Set `promptWeighting` to `"sdEmbeds"` to use parentheses and brackets:

- `(small) dog, pixar style` : boost "small"
- `small dog, [pixar style]` : reduce "pixar style"
- `(small:2.5) dog` : explicit multiplier
- `(small dog:1.5), pixar style` : weight a multi-word phrase

Prompt weighting gives finer control than term position alone, letting you precisely balance competing concepts within a single prompt.

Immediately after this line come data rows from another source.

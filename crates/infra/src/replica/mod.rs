//! One-way replication of relational rows into a Firebase Realtime Database.
//!
//! The replica is a convenience copy for dashboards that read Firebase
//! directly. Every push replaces a whole collection node with a JSON object
//! keyed by record id, so a push is idempotent and a missed push is repaired by
//! the next one. Failures are logged by the caller and never surface to HTTP
//! clients.

pub mod firebase;
pub mod snapshot;
pub mod worker;

use core::fmt;
use core::str::FromStr;
use std::collections::HashMap;
use std::sync::{Arc, Mutex};

use serde::{Deserialize, Serialize};
use serde_json::{Map, Value};
use thiserror::Error;

use crate::store::StoreError;

pub use firebase::FirebaseRestSink;
pub use snapshot::snapshot_table;
pub use worker::{Replicator, SyncDispatcher, SyncWorker, SyncWorkerHandle};

/// A replicated collection.
#[derive(Debug, Clone, Copy, PartialEq, Eq, PartialOrd, Ord, Hash, Serialize, Deserialize)]
#[serde(rename_all = "snake_case")]
pub enum SyncTable {
    Products,
    Suppliers,
    PurchaseOrders,
    SalesOrders,
    Transactions,
}

impl SyncTable {
    pub const ALL: [SyncTable; 5] = [
        SyncTable::Products,
        SyncTable::Suppliers,
        SyncTable::PurchaseOrders,
        SyncTable::SalesOrders,
        SyncTable::Transactions,
    ];

    /// Collection path on the remote side.
    pub fn path(&self) -> &'static str {
        match self {
            SyncTable::Products => "products",
            SyncTable::Suppliers => "suppliers",
            SyncTable::PurchaseOrders => "purchase_orders",
            SyncTable::SalesOrders => "sales_orders",
            SyncTable::Transactions => "transactions",
        }
    }
}

impl fmt::Display for SyncTable {
    fn fmt(&self, f: &mut fmt::Formatter<'_>) -> fmt::Result {
        f.write_str(self.path())
    }
}

impl FromStr for SyncTable {
    type Err = ReplicaError;

    fn from_str(s: &str) -> Result<Self, Self::Err> {
        SyncTable::ALL
            .into_iter()
            .find(|t| t.path() == s)
            .ok_or_else(|| ReplicaError::UnknownTable(s.to_string()))
    }
}

#[derive(Debug, Error, Clone, PartialEq, Eq)]
pub enum ReplicaError {
    #[error("unknown sync table '{0}'")]
    UnknownTable(String),

    #[error("replica transport error: {0}")]
    Transport(String),

    #[error("replica rejected write to {path} with status {status}: {body}")]
    Rejected {
        path: String,
        status: u16,
        body: String,
    },

    #[error("failed to serialize {0} snapshot: {1}")]
    Serialize(SyncTable, String),

    #[error(transparent)]
    Store(#[from] StoreError),
}

/// Destination for collection snapshots.
#[async_trait::async_trait]
pub trait ReplicaSink: Send + Sync {
    /// Replace everything under `path` with `records`.
    async fn replace_collection(
        &self,
        path: &str,
        records: Map<String, Value>,
    ) -> Result<(), ReplicaError>;

    fn name(&self) -> &'static str;
}

/// Sink that discards every write. Used when replication is disabled.
#[derive(Debug, Clone, Copy, Default)]
pub struct NoopReplica;

#[async_trait::async_trait]
impl ReplicaSink for NoopReplica {
    async fn replace_collection(
        &self,
        _path: &str,
        _records: Map<String, Value>,
    ) -> Result<(), ReplicaError> {
        Ok(())
    }

    fn name(&self) -> &'static str {
        "noop"
    }
}

/// Sink that keeps the latest snapshot per path in memory.
#[derive(Debug, Clone, Default)]
pub struct InMemoryReplica {
    inner: Arc<Mutex<InMemoryReplicaState>>,
}

#[derive(Debug, Default)]
struct InMemoryReplicaState {
    collections: HashMap<String, Map<String, Value>>,
    writes: usize,
    attempts: usize,
    fail_next: Option<String>,
}

impl InMemoryReplica {
    pub fn new() -> Self {
        Self::default()
    }

    pub fn collection(&self, path: &str) -> Option<Map<String, Value>> {
        self.inner
            .lock()
            .ok()
            .and_then(|s| s.collections.get(path).cloned())
    }

    /// Number of successful `replace_collection` calls so far.
    pub fn writes(&self) -> usize {
        self.inner.lock().map(|s| s.writes).unwrap_or(0)
    }

    /// Number of `replace_collection` calls, failed ones included.
    pub fn attempts(&self) -> usize {
        self.inner.lock().map(|s| s.attempts).unwrap_or(0)
    }

    /// Make the next write fail with a transport error.
    pub fn fail_next_write(&self, message: impl Into<String>) {
        if let Ok(mut s) = self.inner.lock() {
            s.fail_next = Some(message.into());
        }
    }
}

#[async_trait::async_trait]
impl ReplicaSink for InMemoryReplica {
    async fn replace_collection(
        &self,
        path: &str,
        records: Map<String, Value>,
    ) -> Result<(), ReplicaError> {
        let mut state = self
            .inner
            .lock()
            .map_err(|_| ReplicaError::Transport("in-memory replica poisoned".into()))?;
        state.attempts += 1;
        if let Some(message) = state.fail_next.take() {
            return Err(ReplicaError::Transport(message));
        }
        state.collections.insert(path.to_string(), records);
        state.writes += 1;
        Ok(())
    }

    fn name(&self) -> &'static str {
        "memory"
    }
}

#[cfg(test)]
mod tests {
    use super::*;

    #[test]
    fn table_names_round_trip_through_paths() {
        for table in SyncTable::ALL {
            assert_eq!(table.path().parse::<SyncTable>().unwrap(), table);
        }
        assert!(matches!(
            "invoices".parse::<SyncTable>(),
            Err(ReplicaError::UnknownTable(_))
        ));
    }

    #[tokio::test]
    async fn in_memory_replica_replaces_whole_collection() {
        let replica = InMemoryReplica::new();
        let mut first = Map::new();
        first.insert("a".into(), Value::from(1));
        first.insert("b".into(), Value::from(2));
        replica.replace_collection("products", first).await.unwrap();

        let mut second = Map::new();
        second.insert("c".into(), Value::from(3));
        replica.replace_collection("products", second).await.unwrap();

        let stored = replica.collection("products").unwrap();
        assert_eq!(stored.len(), 1);
        assert!(stored.contains_key("c"));
        assert_eq!(replica.writes(), 2);
    }

    #[tokio::test]
    async fn injected_failure_applies_once() {
        let replica = InMemoryReplica::new();
        replica.fail_next_write("offline");
        assert!(replica.replace_collection("suppliers", Map::new()).await.is_err());
        assert!(replica.replace_collection("suppliers", Map::new()).await.is_ok());
    }
}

## The `__BLANK__` keyword

When using [IP Adapters](https://runware.ai/docs/learn/ip-adapters) or [FLUX Redux](https://runware.ai/docs/learn/ip-adapters#flux-redux) for image variation, you may want the model to focus entirely on the visual reference without any text guidance. Use `__BLANK__` as your `positivePrompt` for this purpose:

```json
[
  {
    "taskType": "imageInference",
    "model": "runware:101@1",
    "positivePrompt": "__BLANK__",
    "ipAdapters": [{
      "guideImage": "a1b2c3d4-e5f6-7890-abcd-ef1234567890",
      "model": "runware:105@1"
    }],
    "width": 1024,
    "height": 1024
  }
]
```

This tells the model to rely exclusively on the visual information from the reference image, creating variations without text influence.

## Tips

1. **Front-load the important stuff.** Put your subject and key attributes at the beginning of the prompt. Style and atmosphere terms can come later.
2. **Be specific, not verbose.** "A red 1967 Mustang on a coastal road at golden hour" outperforms "A really beautiful amazing car driving on a nice road with great lighting." Concrete beats adjective stacking.
3. **Use negative prompts for quality control.** A standard negative prompt like "blurry, distorted, low quality, watermark" acts as a quality floor across any positive prompt you write. Keep a reusable one for your projects.
4. **Check architecture support before relying on negative prompts.** If your model uses guidance distillation (like FLUX), negative prompts won't have any effect. Focus your effort on the positive prompt instead.
5. **Iterate on terms, not sentences.** When a prompt doesn't produce what you want, swap individual terms rather than rewriting everything. Change "sunset" to "golden hour" or "cinematic" to "dramatic" to isolate what's driving the output.